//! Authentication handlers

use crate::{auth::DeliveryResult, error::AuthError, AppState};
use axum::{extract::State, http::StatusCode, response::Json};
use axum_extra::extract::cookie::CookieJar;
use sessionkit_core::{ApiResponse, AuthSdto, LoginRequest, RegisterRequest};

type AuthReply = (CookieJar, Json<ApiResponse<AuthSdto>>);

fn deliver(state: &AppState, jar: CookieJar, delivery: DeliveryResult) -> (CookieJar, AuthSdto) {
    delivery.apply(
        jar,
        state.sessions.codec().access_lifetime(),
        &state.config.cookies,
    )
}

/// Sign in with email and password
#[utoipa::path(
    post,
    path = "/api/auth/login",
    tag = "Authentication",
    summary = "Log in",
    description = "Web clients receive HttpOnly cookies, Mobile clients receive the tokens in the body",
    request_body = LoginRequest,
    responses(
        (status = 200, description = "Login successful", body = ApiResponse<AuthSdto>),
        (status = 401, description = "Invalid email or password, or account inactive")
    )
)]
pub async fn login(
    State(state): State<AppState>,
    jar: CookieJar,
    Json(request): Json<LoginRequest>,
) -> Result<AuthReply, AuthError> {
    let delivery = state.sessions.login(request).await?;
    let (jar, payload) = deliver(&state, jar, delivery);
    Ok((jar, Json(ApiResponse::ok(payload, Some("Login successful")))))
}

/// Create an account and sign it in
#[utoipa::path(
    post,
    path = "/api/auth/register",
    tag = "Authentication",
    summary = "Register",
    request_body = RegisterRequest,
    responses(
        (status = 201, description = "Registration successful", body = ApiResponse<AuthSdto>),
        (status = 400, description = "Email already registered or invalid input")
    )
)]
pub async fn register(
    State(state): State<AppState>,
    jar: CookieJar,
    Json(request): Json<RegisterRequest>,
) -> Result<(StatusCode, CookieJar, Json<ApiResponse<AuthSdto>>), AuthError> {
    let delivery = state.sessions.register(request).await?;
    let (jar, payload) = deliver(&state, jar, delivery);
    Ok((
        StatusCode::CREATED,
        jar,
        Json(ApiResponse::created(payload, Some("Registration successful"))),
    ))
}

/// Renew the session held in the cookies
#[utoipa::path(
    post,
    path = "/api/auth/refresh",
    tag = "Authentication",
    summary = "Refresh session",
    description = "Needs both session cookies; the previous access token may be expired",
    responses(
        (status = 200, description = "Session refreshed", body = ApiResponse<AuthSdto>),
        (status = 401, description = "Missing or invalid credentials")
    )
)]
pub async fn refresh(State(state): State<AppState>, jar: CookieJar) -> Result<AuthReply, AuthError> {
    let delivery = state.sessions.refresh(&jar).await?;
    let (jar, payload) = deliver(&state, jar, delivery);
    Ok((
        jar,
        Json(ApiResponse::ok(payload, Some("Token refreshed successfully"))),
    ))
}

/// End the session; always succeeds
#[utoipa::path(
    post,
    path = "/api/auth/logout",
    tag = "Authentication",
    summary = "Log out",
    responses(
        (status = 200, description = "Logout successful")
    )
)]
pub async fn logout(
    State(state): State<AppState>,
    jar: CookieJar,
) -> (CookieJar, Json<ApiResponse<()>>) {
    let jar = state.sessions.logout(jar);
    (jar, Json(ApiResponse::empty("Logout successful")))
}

--

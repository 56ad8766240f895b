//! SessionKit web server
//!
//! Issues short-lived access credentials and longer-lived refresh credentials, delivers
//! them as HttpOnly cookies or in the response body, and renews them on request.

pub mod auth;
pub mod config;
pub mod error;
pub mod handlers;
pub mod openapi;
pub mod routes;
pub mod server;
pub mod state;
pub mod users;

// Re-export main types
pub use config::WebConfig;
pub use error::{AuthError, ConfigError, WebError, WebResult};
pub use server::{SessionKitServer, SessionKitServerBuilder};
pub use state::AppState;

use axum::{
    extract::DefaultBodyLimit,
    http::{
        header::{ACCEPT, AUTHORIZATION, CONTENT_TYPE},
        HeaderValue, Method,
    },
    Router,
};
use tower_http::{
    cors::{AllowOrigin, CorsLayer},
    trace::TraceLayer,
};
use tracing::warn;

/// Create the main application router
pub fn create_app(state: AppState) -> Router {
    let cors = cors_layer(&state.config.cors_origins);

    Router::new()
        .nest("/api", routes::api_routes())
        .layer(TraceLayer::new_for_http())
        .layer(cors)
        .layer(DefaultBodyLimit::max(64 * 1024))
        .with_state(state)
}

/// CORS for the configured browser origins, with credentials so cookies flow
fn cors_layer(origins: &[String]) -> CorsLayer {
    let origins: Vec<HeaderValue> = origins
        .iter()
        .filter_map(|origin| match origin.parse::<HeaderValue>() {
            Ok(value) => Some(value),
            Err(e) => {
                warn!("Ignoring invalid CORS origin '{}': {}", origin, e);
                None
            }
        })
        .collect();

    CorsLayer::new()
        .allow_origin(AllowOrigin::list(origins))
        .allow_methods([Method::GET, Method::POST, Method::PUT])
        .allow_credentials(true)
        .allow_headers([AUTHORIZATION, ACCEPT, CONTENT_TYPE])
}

--

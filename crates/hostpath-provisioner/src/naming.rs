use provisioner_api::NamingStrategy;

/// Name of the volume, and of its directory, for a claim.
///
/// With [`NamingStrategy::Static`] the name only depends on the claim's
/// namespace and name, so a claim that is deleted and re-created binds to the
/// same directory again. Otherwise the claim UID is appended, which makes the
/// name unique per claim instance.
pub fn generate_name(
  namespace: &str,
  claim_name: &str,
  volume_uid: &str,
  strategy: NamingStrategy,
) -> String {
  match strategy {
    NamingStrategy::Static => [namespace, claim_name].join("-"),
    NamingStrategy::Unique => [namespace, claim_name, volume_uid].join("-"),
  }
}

→ EXERCISE BRIEF
Please return every line in the data that includes the string "ACCEPT".

→ ANSWER SPACE
        header::{ACCEPT, AUTHORIZATION, CONTENT_TYPE},
        .allow_headers([AUTHORIZATION, ACCEPT, CONTENT_TYPE])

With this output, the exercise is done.